La collecte et la préparation des cendres
La collecte
Si tu brûles 45Kg de bois sec, tu peux espérer obtenir 227g de cendres utilisables. Cela donne une idée de la quantité de bois à brûler si on veut faire des émaux de cendres dans un but commercial. Il faut pouvoir disposer de bois, d’un poêle pour le brûler et d’un récipient en métal pour stocker les cendres. L’idéal est de se servir du bois pour se chauffer en hiver.
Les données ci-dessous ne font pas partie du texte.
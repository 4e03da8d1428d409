//! Descriptive statistics over a single in-memory sample set.
//!
//! - [`engine`]: [`StatisticsEngine`], which owns the loaded sample set and answers queries
//! - [`sample_set`]: sorted, non-empty samples with order statistics (min, max, median)
//! - [`moments`]: mean, harmonic mean, mean absolute deviation, variances and standard deviations
//! - [`frequency`]: exact-value frequency table used for the mode
//! - [`sqrt`]: the low-precision Babylonian square root used by the standard deviations
//! - [`summary`]: every statistic of a sample set at once
//!
//! # Examples
//!
//! ```
//! use descstat_stats::StatisticsEngine;
//!
//! let mut engine = StatisticsEngine::new();
//! engine.load([1.0, 2.0, 3.0, 4.0, 5.0]);
//!
//! assert_eq!(engine.mean(), Ok(3.0));
//! assert_eq!(engine.population_variance(), Ok(2.0));
//!
//! let summary = engine.summary().unwrap();
//! assert_eq!(summary.median, 3.0);
//! ```

pub use self::{
    engine::StatisticsEngine,
    error::{DomainError, StatsError},
};

pub mod engine;
pub mod error;
pub mod frequency;
pub mod moments;
pub mod sample_set;
pub mod sqrt;
pub mod summary;
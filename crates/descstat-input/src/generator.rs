use std::str::FromStr;

use rand::{Rng, SeedableRng as _};
use rand_pcg::Pcg32;

use crate::InvalidParameters;

/// Arguments to [`DataGenerator::generate`], written as `LOWER,UPPER,COUNT`.
///
/// ```
/// use descstat_input::generator::GeneratorParams;
///
/// let params = "-1.5, 3, 20".parse::<GeneratorParams>().unwrap();
/// assert_eq!(params, GeneratorParams { lower: -1.5, upper: 3.0, count: 20 });
/// assert!("1,2".parse::<GeneratorParams>().is_err());
/// ```
#[derive(Debug, Clone, Copy, PartialEq)]
pub struct GeneratorParams {
    /// Inclusive lower bound.
    pub lower: f64,
    /// Exclusive upper bound.
    pub upper: f64,
    pub count: usize,
}

#[derive(Debug, derive_more::Display, derive_more::Error)]
#[display("expected LOWER,UPPER,COUNT, got {input:?}")]
pub struct ParseParamsError {
    input: String,
}

impl FromStr for GeneratorParams {
    type Err = ParseParamsError;

    fn from_str(s: &str) -> Result<Self, Self::Err> {
        let err = || ParseParamsError {
            input: s.to_owned(),
        };
        let parts = s.split(',').map(str::trim).collect::<Vec<_>>();
        let [lower, upper, count] = parts.as_slice() else {
            return Err(err());
        };
        Ok(Self {
            lower: lower.parse().map_err(|_| err())?,
            upper: upper.parse().map_err(|_| err())?,
            count: count.parse().map_err(|_| err())?,
        })
    }
}

/// Generates uniformly distributed pseudorandom sample values.
///
/// # Example
///
/// ```
/// use descstat_input::generator::DataGenerator;
///
/// let mut generator = DataGenerator::with_seed(42);
/// let values = generator.generate(10.0, 20.0, 100).unwrap();
/// assert_eq!(values.len(), 100);
/// assert!(values.iter().all(|v| (10.0..20.0).contains(v)));
///
/// // Same seed, same values
/// let again = DataGenerator::with_seed(42).generate(10.0, 20.0, 100).unwrap();
/// assert_eq!(values, again);
/// ```
#[derive(Debug, Clone)]
pub struct DataGenerator {
    rng: Pcg32,
}

impl Default for DataGenerator {
    fn default() -> Self {
        Self::new()
    }
}

impl DataGenerator {
    /// Creates a generator seeded from the OS's random data source.
    #[must_use]
    pub fn new() -> Self {
        Self::with_seed(rand::rng().random())
    }

    /// Like [`Self::new`], but with a specific seed for reproducible output.
    #[must_use]
    pub fn with_seed(seed: u64) -> Self {
        Self {
            rng: Pcg32::seed_from_u64(seed),
        }
    }

    /// Draws `count` values from `[lower, upper)`.
    ///
    /// # Errors
    ///
    /// * [`InvalidParameters::Bounds`] unless both bounds are finite,
    ///   `upper > lower` and `upper - lower` does not overflow
    /// * [`InvalidParameters::Count`] if `count` is zero
    pub fn generate(
        &mut self,
        lower: f64,
        upper: f64,
        count: usize,
    ) -> Result<Vec<f64>, InvalidParameters> {
        if !(upper > lower && (upper - lower).is_finite()) {
            return Err(InvalidParameters::Bounds { lower, upper });
        }
        if count == 0 {
            return Err(InvalidParameters::Count);
        }

        let values = (0..count).map(|_| self.draw(lower, upper)).collect::<Vec<_>>();
        log::debug!("generated {count} values in [{lower}, {upper})");
        Ok(values)
    }

    /// Draws one value from `[lower, upper)`.
    ///
    /// Float sampling can round up to `upper` on narrow ranges; such draws
    /// are repeated.
    fn draw(&mut self, lower: f64, upper: f64) -> f64 {
        loop {
            let value = self.rng.random_range(lower..upper);
            if value < upper {
                return value;
            }
        }
    }

    pub fn generate_with(&mut self, params: GeneratorParams) -> Result<Vec<f64>, InvalidParameters> {
        self.generate(params.lower, params.upper, params.count)
    }
}
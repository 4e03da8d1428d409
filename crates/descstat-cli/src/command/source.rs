use std::path::PathBuf;

use anyhow::Context;
use clap::Args;
use descstat_input::{
    file,
    generator::{DataGenerator, GeneratorParams},
    manual,
};

/// Where to load the data set from. Exactly one source must be given.
#[derive(Debug, Clone, Args)]
#[group(required = true, multiple = false)]
pub(crate) struct SourceArg {
    /// Comma-separated values (at most 1000 are read)
    #[arg(long, allow_hyphen_values = true)]
    values: Option<String>,
    /// File with one value per line
    #[arg(long)]
    file: Option<PathBuf>,
    /// Generate COUNT random values in [LOWER, UPPER)
    #[arg(long, value_name = "LOWER,UPPER,COUNT", allow_hyphen_values = true)]
    generate: Option<GeneratorParams>,
}

impl SourceArg {
    /// Loads the values of the selected source. `seed` only affects `--generate`.
    pub(crate) fn load(&self, seed: Option<u64>) -> anyhow::Result<Vec<f64>> {
        let values = if let Some(line) = &self.values {
            manual::parse_values(line).context("Failed to parse --values")?
        } else if let Some(path) = &self.file {
            file::read_values(path).context("Failed to load data file")?
        } else if let Some(params) = self.generate {
            new_generator(seed).generate_with(params)?
        } else {
            anyhow::bail!("no data source given");
        };
        log::info!("Loaded {} values", values.len());
        Ok(values)
    }
}

pub(crate) fn new_generator(seed: Option<u64>) -> DataGenerator {
    seed.map_or_else(DataGenerator::new, DataGenerator::with_seed)
}
use serde::Serialize;

use crate::{frequency::FrequencyTable, sample_set::SampleSet};

/// Every statistic of one sample set.
///
/// Statistics that are undefined for the sample set are `None`: the sample
/// flavours for a single sample, the harmonic mean when a sample is zero, and
/// standard deviations whose variance is not finite.
///
/// # Examples
///
/// ```
/// use descstat_stats::{sample_set::SampleSet, summary::Summary};
///
/// let samples = SampleSet::new([2.0, 2.0, 3.0, 4.0]).unwrap();
/// let summary = Summary::from_samples(&samples);
/// assert_eq!(summary.count, 4);
/// assert_eq!(summary.mode, vec![2.0]);
/// assert_eq!(summary.median, 2.5);
/// assert!(summary.sample_variance.is_some());
/// ```
#[derive(Debug, Clone, PartialEq, Serialize)]
pub struct Summary {
    pub count: usize,
    pub min: f64,
    pub max: f64,
    /// Values sharing the highest occurrence count, in ascending order.
    pub mode: Vec<f64>,
    pub median: f64,
    pub mean: f64,
    pub harmonic_mean: Option<f64>,
    pub mean_absolute_deviation: f64,
    pub sample_variance: Option<f64>,
    pub sample_standard_deviation: Option<f64>,
    pub population_variance: f64,
    pub population_standard_deviation: Option<f64>,
}

impl Summary {
    #[must_use]
    pub fn from_samples(samples: &SampleSet) -> Self {
        Self {
            count: samples.len(),
            min: samples.min(),
            max: samples.max(),
            mode: FrequencyTable::from_values(samples).modes(),
            median: samples.median(),
            mean: samples.mean(),
            harmonic_mean: samples.harmonic_mean().ok(),
            mean_absolute_deviation: samples.mean_absolute_deviation(),
            sample_variance: samples.sample_variance().ok(),
            sample_standard_deviation: samples.sample_standard_deviation().ok(),
            population_variance: samples.population_variance(),
            population_standard_deviation: samples.population_standard_deviation().ok(),
        }
    }
}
Il ne faut brûler et récolter qu’une seule espèce de bois à la fois. Il faut s’assurer qu’il n’y a pas de terre, de graviers, de charbon de bois, d’anthracite, d’ossements, de morceaux de plastique ou de ferraille. Le papier, les journaux ne posent pas de problème en petite quantité. Les récoltes de bois ou de céréales peuvent se trouver autour de toi, mais veille à pouvoir y retourner, si jamais ton émail est réussi.
La préparation
Tu peux construire ton four toi-même en briques réfractaires. Le mieux est d’avoir un poêle qui te sert en plus à te chauffer. Tu peux allumer le feu avec du papier journal et des brindilles. Veille à ne pas avoir un feu trop vif. Le bois doit brûler lentement afin d’éviter de perdre les particules fines.
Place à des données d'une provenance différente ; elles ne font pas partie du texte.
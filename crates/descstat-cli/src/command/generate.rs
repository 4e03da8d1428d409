use std::path::PathBuf;

use descstat_input::{file, generator::GeneratorParams};

use crate::{command::source, util::Output};

#[derive(Debug, Clone, clap::Args)]
pub(crate) struct GenerateArg {
    /// Bounds and number of values to generate
    #[arg(value_name = "LOWER,UPPER,COUNT", allow_hyphen_values = true)]
    params: GeneratorParams,
    /// Seed for reproducible output
    #[arg(long)]
    seed: Option<u64>,
    /// Output file path
    #[arg(long)]
    output: Option<PathBuf>,
}

pub(crate) fn run(arg: &GenerateArg) -> anyhow::Result<()> {
    let values = source::new_generator(arg.seed).generate_with(arg.params)?;
    match &arg.output {
        Some(path) => {
            file::write_values(path, &values)?;
            log::info!("Generated {} values to {}", values.len(), path.display());
        }
        None => Output::stdout().write_with(|out| file::write_values_to(out, &values))?,
    }
    Ok(())
}
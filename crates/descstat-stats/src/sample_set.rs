use std::ops::Deref;

/// A non-empty set of samples kept in ascending order.
///
/// Values are ordered with [`f64::total_cmp`], so NaN samples sort to the
/// ends instead of breaking the ordering.
///
/// # Examples
///
/// ```
/// use descstat_stats::sample_set::SampleSet;
///
/// let samples = SampleSet::new([3.0, 1.0, 2.0]).unwrap();
/// assert_eq!(samples.as_slice(), &[1.0, 2.0, 3.0]);
/// assert!(SampleSet::new([]).is_none());
/// ```
#[derive(Debug, Clone, PartialEq)]
pub struct SampleSet {
    values: Vec<f64>,
}

impl SampleSet {
    /// Builds a sample set from unsorted values.
    ///
    /// Returns `None` if `values` is empty.
    #[must_use]
    pub fn new<I>(values: I) -> Option<Self>
    where
        I: IntoIterator<Item = f64>,
    {
        let mut values = values.into_iter().collect::<Vec<_>>();
        values.sort_by(f64::total_cmp);
        Self::from_sorted(values)
    }

    /// Builds a sample set from values already sorted in ascending order.
    ///
    /// Returns `None` if `sorted_values` is empty.
    ///
    /// # Panics
    ///
    /// Panics if `sorted_values` is not sorted in ascending order.
    #[must_use]
    pub fn from_sorted(sorted_values: Vec<f64>) -> Option<Self> {
        assert!(
            sorted_values.is_sorted_by(|a, b| a.total_cmp(b).is_le()),
            "values must be sorted in ascending order"
        );
        if sorted_values.is_empty() {
            return None;
        }
        Some(Self {
            values: sorted_values,
        })
    }

    #[must_use]
    pub fn as_slice(&self) -> &[f64] {
        &self.values
    }

    /// Number of samples, as a float divisor.
    #[expect(clippy::cast_precision_loss)]
    pub(crate) fn n(&self) -> f64 {
        self.values.len() as f64
    }

    /// The smallest sample.
    #[must_use]
    pub fn min(&self) -> f64 {
        self.values[0]
    }

    /// The largest sample.
    #[must_use]
    pub fn max(&self) -> f64 {
        self.values[self.values.len() - 1]
    }

    /// The middle sample, or the mean of the two middle samples when the
    /// count is even.
    ///
    /// # Examples
    ///
    /// ```
    /// use descstat_stats::sample_set::SampleSet;
    ///
    /// assert_eq!(SampleSet::new([3.0, 1.0, 2.0]).unwrap().median(), 2.0);
    /// assert_eq!(SampleSet::new([4.0, 2.0, 3.0, 2.0]).unwrap().median(), 2.5);
    /// ```
    #[must_use]
    pub fn median(&self) -> f64 {
        let mid = self.values.len() / 2;
        if self.values.len() % 2 == 0 {
            (self.values[mid - 1] + self.values[mid]) / 2.0
        } else {
            self.values[mid]
        }
    }
}

impl Deref for SampleSet {
    type Target = [f64];

    fn deref(&self) -> &Self::Target {
        &self.values
    }
}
Laver les cendres ou pas ?
Certains lavent, d’autres non. Les cendres de plantes contiennent des composants solubles, potasse, carbonates, sulfates et chlorides. Certains de ces alkalis solubles peuvent poser le problème de déflocculation dans la bassine d’émail et le rendre inutilisable. Le conseil de Phil Rogers est de laver les cendres, celles-ci se conservent mieux et ton émail est plus reproductible.
Comment laver les cendres ?
Un jour sans vent, dépose les cendres dans une bassine que tu emplis à moitié. Fais bien attention à ne pas perdre les particules fines. Mets un masque, ne touche pas les cendres autrement qu’avec des gants. Emplis lentement la bassine avec de l’eau jusqu’à raz-bord. Remue bien le tout et laisse reposer toute la nuit. Le lendemain, retire avec une passoire le charbon de bois qui flotte en surface. Laisse s’écouler l’eau de surface puis remplis avec de l’eau propre. Répète ce processus deux fois sur une période de 2 semaines.
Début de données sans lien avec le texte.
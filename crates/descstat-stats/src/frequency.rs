use std::collections::HashMap;

/// Occurrence counts of distinct sample values.
///
/// Values are compared by exact bit pattern: no tolerance or binning is
/// applied, so `0.1 + 0.2` and `0.3` are distinct values, as are `0.0` and
/// `-0.0`.
///
/// # Examples
///
/// ```
/// use descstat_stats::frequency::FrequencyTable;
///
/// let table = FrequencyTable::from_values(&[2.0, 2.0, 3.0, 4.0]);
/// assert_eq!(table.count_of(2.0), 2);
/// assert_eq!(table.max_count(), 2);
/// assert_eq!(table.modes(), vec![2.0]);
/// ```
#[derive(Debug, Clone, Default)]
pub struct FrequencyTable {
    counts: HashMap<u64, usize>,
}

impl FrequencyTable {
    #[must_use]
    pub fn from_values(values: &[f64]) -> Self {
        let mut counts = HashMap::new();
        for value in values {
            *counts.entry(value.to_bits()).or_insert(0) += 1;
        }
        Self { counts }
    }

    /// Number of distinct values.
    #[must_use]
    pub fn len(&self) -> usize {
        self.counts.len()
    }

    #[must_use]
    pub fn is_empty(&self) -> bool {
        self.counts.is_empty()
    }

    #[must_use]
    pub fn count_of(&self, value: f64) -> usize {
        self.counts.get(&value.to_bits()).copied().unwrap_or(0)
    }

    /// The highest occurrence count, or `0` for an empty table.
    #[must_use]
    pub fn max_count(&self) -> usize {
        self.counts.values().copied().max().unwrap_or(0)
    }

    /// All values whose count equals [`Self::max_count`], in ascending order.
    ///
    /// When every value is distinct, every value is a mode.
    #[must_use]
    pub fn modes(&self) -> Vec<f64> {
        let max_count = self.max_count();
        let mut modes = self
            .counts
            .iter()
            .filter(|&(_, &count)| count == max_count)
            .map(|(&bits, _)| f64::from_bits(bits))
            .collect::<Vec<_>>();
        modes.sort_by(f64::total_cmp);
        modes
    }

    /// Iterates over `(value, count)` pairs in unspecified order.
    pub fn iter(&self) -> impl Iterator<Item = (f64, usize)> + '_ {
        self.counts
            .iter()
            .map(|(&bits, &count)| (f64::from_bits(bits), count))
    }
}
Ensuite, place tes cendres dans un récipient en biscuit (facilite le séchage) et couvre les avec du papier galvanisé en s’assurant que l’air circule autour.
Le séchage des cendres
Tu peux profiter de la chaleur dégagée par le four pendant la cuisson de tes poteries. Veille à mettre tes cendres dans un saladier en biscuit. Surtout ne place pas ton récipient directement sur le four car l’eau et les cendres peuvent traverser le fond du plat, par porosité. Dépose une plaque métallique sur ton couvercle de four avant d’y placer tes cendres.
Qu’est ce qu’un émail ?
Typiquement c’est une couche de verre fondu à la surface d’une poterie. Il produit une surface lisse, hygiénique, non-poreuse et décorative.
L’approche de Phil Rogers pour fabriquer un émail est : « fais-le et vois »
L’approche se fonde sur la compréhension de la façon dont les différents composants vont former un émail donné.
Les cendres de bois vont se mélanger et inter-agir avec les autres matériaux et surtout avec la silice.
Les matériaux sont des roches et minéraux accessibles et peu chers. Ce qui coûte cher dans la matière première, c’est son extraction, son raffinage, sa préparation et son transport. Mais malgré tout, fabriquer son propre émail revient beaucoup moins cher que d’en acheter un prêt à l’emploi.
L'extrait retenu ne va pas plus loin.